• PROBLEM STATEMENT:
Filter the entries below, keeping only lines with the word "must".

═══ EXERCISE MATERIALS ═══

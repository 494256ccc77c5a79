use super::models::{CreatePostRequest, UpdatePostRequest};
use crate::common::{ValidationResult, Validator};

pub const MAX_TITLE_LENGTH: usize = 200;
pub const MAX_TAGS: usize = 5;
pub const MAX_TAG_LENGTH: usize = 32;

pub struct CreatePostValidator;
pub struct UpdatePostValidator;

impl Validator<CreatePostRequest> for CreatePostValidator {
    fn validate(&self, data: &CreatePostRequest) -> ValidationResult {
        let mut result = ValidationResult::new();

        match data.title.as_deref().map(str::trim) {
            None | Some("") => result.add_error("title", "Title is required"),
            Some(title) => result.merge(validate_title(title)),
        }

        if data.content.as_deref().map_or(true, |c| c.trim().is_empty()) {
            result.add_error("content", "Content is required");
        }

        result.merge(validate_tags(&data.tags));

        if let Some(url) = &data.image_url {
            result.merge(validate_image_url(url));
        }

        result
    }
}

impl Validator<UpdatePostRequest> for UpdatePostValidator {
    fn validate(&self, data: &UpdatePostRequest) -> ValidationResult {
        let mut result = ValidationResult::new();

        if let Some(title) = &data.title {
            if title.trim().is_empty() {
                result.add_error("title", "Title cannot be empty");
            } else {
                result.merge(validate_title(title.trim()));
            }
        }

        if let Some(content) = &data.content {
            if content.trim().is_empty() {
                result.add_error("content", "Content cannot be empty");
            }
        }

        if let Some(tags) = &data.tags {
            result.merge(validate_tags(tags));
        }

        if let Some(Some(url)) = &data.image_url {
            result.merge(validate_image_url(url));
        }

        result
    }
}

fn validate_title(title: &str) -> ValidationResult {
    let mut result = ValidationResult::new();
    if title.chars().count() > MAX_TITLE_LENGTH {
        result.add_error(
            "title",
            &format!("Title must not exceed {} characters", MAX_TITLE_LENGTH),
        );
    }
    result
}

/// Validates the tag list: bounded count, no blank or oversized tags
pub fn validate_tags(tags: &[String]) -> ValidationResult {
    let mut result = ValidationResult::new();

    if tags.len() > MAX_TAGS {
        result.add_error("tags", &format!("At most {} tags are allowed", MAX_TAGS));
    }

    if tags.iter().any(|t| t.trim().is_empty()) {
        result.add_error("tags", "Tags cannot be empty");
    }

    if tags.iter().any(|t| t.trim().chars().count() > MAX_TAG_LENGTH) {
        result.add_error(
            "tags",
            &format!("Tags must not exceed {} characters", MAX_TAG_LENGTH),
        );
    }

    result
}

/// Cover images are either uploads (relative path) or absolute http(s) URLs.
/// An empty string is accepted and clears the image.
pub fn validate_image_url(url: &str) -> ValidationResult {
    let mut result = ValidationResult::new();
    let url = url.trim();

    if !url.is_empty()
        && !url.starts_with('/')
        && !url.starts_with("http://")
        && !url.starts_with("https://")
    {
        result.add_error(
            "imageUrl",
            "Image URL must be a relative path or start with http:// or https://",
        );
    }

    result
}

/// Trimmed copy of the tags in their original order
pub fn normalize_tags(tags: &[String]) -> Vec<String> {
    tags.iter().map(|t| t.trim().to_string()).collect()
}

/// `None` for a blank image URL so the column is cleared
pub fn normalize_image_url(url: Option<&str>) -> Option<String> {
    url.map(str::trim)
        .filter(|u| !u.is_empty())
        .map(str::to_string)
}
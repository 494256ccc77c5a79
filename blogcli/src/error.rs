//! Error type shared by the session store and the API client

use thiserror::Error;

#[derive(Debug, Error)]
pub enum ClientError {
    /// A protected command ran without a stored credential
    #[error("login required")]
    LoginRequired,

    /// The callback carried an `error` parameter
    #[error("authentication failed: {0}")]
    AuthFailed(String),

    #[error("invalid authentication response: {0}")]
    InvalidCallback(String),

    /// The API rejected the stored credential
    #[error("session is no longer valid, please log in again")]
    Unauthorized,

    #[error("request failed ({status}): {message}")]
    Api { status: u16, message: String },

    #[error("{0} is not a supported image (jpg, png, gif, webp)")]
    UnsupportedImage(String),

    #[error("cannot read {path}: {source}")]
    ReadFile {
        path: String,
        source: std::io::Error,
    },

    #[error("http error: {0}")]
    Http(#[from] reqwest::Error),

    #[error("session storage error: {0}")]
    Storage(#[from] std::io::Error),

    #[error("serialization error: {0}")]
    Json(#[from] serde_json::Error),
}

pub type Result<T> = std::result::Result<T, ClientError>;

═══

• RESULT OF THIS TASK:
            &format!("Title must not exceed {} characters", MAX_TITLE_LENGTH),
            &format!("Tags must not exceed {} characters", MAX_TAG_LENGTH),
            "Image URL must be a relative path or start with http:// or https://",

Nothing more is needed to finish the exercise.